**AIM OF THE EXERCISE:** Where the string "EventEnvelope" occurs in a line of the entries below, copy that line.

**EXERCISE DATA:**
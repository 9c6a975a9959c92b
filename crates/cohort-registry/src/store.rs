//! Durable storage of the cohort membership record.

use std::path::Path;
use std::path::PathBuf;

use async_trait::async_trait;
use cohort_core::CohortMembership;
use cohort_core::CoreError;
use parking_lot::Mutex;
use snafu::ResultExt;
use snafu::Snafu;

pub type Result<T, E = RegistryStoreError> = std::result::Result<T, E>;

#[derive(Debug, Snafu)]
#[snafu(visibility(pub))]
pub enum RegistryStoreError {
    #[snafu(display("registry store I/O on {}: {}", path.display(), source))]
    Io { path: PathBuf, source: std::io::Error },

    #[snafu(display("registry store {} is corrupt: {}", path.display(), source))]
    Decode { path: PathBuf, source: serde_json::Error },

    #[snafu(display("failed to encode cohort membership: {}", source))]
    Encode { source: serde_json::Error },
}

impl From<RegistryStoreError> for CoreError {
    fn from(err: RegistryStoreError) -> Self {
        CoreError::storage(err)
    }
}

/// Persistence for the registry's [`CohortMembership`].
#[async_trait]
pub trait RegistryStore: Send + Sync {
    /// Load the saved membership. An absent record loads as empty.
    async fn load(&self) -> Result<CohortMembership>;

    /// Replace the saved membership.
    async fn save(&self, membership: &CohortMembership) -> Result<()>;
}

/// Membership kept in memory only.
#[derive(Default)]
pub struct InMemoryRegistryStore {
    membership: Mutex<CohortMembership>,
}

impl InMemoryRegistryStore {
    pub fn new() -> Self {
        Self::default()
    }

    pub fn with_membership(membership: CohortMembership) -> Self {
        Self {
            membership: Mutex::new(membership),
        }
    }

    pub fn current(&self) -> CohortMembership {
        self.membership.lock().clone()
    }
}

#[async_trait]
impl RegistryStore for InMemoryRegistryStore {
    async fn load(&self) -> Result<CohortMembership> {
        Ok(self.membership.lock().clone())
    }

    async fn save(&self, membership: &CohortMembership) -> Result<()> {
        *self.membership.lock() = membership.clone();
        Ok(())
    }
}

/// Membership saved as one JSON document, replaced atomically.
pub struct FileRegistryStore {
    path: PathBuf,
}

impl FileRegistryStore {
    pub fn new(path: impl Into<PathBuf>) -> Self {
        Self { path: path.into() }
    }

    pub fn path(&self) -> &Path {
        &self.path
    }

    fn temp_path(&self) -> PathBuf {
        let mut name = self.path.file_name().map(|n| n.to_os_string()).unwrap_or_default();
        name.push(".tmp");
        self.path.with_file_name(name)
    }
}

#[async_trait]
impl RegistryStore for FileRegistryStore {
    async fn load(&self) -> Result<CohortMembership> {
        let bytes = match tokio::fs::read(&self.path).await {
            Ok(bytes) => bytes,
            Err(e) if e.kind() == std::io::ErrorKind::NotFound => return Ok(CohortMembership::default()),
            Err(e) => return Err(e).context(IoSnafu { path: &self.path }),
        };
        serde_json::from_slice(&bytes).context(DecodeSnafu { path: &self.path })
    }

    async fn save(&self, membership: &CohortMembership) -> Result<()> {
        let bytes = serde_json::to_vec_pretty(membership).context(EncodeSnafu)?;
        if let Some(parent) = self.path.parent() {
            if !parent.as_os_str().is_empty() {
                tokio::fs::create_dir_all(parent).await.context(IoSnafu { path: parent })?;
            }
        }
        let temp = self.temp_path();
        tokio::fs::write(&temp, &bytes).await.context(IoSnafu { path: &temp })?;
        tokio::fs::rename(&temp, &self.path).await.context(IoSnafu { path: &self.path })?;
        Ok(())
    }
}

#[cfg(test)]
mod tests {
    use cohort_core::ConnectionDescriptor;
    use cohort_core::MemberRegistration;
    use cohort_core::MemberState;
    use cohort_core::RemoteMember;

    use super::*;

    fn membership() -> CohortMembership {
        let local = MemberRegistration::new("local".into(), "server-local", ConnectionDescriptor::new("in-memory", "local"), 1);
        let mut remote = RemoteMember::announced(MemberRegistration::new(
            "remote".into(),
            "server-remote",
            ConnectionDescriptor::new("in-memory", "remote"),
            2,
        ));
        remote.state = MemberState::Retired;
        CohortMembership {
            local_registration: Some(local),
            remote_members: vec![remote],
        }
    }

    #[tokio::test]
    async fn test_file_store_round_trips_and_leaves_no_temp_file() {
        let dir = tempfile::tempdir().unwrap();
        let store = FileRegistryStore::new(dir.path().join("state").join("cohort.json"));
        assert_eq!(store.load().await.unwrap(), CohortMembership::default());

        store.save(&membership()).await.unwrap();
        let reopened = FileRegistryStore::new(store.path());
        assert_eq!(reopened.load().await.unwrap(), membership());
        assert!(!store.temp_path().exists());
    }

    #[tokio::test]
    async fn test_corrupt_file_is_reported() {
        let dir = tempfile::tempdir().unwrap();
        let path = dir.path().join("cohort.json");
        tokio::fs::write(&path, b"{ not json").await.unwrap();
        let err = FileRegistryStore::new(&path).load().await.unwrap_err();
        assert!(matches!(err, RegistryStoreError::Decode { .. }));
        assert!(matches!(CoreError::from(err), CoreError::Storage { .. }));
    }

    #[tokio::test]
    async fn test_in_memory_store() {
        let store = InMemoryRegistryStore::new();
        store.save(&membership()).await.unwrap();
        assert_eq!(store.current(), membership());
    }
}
==
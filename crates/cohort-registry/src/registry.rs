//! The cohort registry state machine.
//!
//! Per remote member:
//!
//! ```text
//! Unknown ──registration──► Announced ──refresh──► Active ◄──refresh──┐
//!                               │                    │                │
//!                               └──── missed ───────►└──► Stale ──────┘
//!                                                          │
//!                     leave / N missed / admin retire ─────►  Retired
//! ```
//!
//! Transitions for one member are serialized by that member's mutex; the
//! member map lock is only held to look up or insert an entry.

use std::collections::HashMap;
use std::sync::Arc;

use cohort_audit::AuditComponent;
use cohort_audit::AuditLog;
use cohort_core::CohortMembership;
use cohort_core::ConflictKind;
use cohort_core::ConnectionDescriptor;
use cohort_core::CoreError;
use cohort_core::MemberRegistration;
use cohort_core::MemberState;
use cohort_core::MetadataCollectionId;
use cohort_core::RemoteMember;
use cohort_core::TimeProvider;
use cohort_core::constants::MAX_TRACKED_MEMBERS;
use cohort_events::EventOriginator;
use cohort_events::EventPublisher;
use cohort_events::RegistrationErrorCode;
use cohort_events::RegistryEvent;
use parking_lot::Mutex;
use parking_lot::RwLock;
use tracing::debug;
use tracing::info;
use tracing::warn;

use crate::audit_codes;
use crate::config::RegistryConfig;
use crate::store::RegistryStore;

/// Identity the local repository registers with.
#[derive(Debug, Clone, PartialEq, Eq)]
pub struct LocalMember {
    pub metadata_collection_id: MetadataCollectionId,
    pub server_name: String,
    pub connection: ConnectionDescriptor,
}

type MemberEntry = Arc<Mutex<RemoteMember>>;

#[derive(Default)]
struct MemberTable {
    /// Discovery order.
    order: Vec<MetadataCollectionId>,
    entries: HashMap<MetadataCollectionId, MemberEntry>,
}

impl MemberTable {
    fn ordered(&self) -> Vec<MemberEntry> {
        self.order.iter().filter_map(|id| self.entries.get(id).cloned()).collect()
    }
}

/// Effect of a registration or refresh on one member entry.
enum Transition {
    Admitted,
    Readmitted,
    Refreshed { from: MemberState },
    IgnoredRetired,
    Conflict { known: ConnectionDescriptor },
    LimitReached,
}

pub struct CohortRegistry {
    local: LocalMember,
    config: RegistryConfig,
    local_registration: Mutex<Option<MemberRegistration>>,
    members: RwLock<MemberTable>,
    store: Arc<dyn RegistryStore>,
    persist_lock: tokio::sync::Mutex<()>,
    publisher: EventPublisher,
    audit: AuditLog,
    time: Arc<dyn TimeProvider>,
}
* * *
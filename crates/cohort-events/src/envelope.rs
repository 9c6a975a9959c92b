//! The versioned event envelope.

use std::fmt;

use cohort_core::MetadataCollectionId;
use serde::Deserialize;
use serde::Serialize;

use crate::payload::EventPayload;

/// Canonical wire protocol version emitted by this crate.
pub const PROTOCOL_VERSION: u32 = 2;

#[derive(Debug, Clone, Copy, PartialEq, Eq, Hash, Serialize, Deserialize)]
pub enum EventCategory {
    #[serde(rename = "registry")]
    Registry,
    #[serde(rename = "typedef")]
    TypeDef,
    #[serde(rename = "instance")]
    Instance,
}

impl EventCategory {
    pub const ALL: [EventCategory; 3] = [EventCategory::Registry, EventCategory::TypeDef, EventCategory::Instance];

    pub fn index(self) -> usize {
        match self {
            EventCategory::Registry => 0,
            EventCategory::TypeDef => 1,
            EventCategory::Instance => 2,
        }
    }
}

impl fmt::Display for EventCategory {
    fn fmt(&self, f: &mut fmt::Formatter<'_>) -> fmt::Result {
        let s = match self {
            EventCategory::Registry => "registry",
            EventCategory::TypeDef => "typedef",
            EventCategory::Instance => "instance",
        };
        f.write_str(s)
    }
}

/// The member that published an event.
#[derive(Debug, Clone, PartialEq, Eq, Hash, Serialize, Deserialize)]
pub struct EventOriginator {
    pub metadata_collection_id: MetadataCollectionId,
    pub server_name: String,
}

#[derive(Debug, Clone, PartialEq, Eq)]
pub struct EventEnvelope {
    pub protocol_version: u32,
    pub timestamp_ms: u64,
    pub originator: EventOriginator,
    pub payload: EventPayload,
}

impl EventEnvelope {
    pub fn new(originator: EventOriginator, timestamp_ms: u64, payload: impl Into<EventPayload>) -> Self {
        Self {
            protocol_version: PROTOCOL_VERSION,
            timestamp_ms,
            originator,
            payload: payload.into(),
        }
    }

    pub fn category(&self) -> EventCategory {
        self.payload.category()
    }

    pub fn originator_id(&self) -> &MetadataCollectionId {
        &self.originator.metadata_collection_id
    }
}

**RESPONSE TO THE EXERCISE:**
pub struct EventEnvelope {
impl EventEnvelope {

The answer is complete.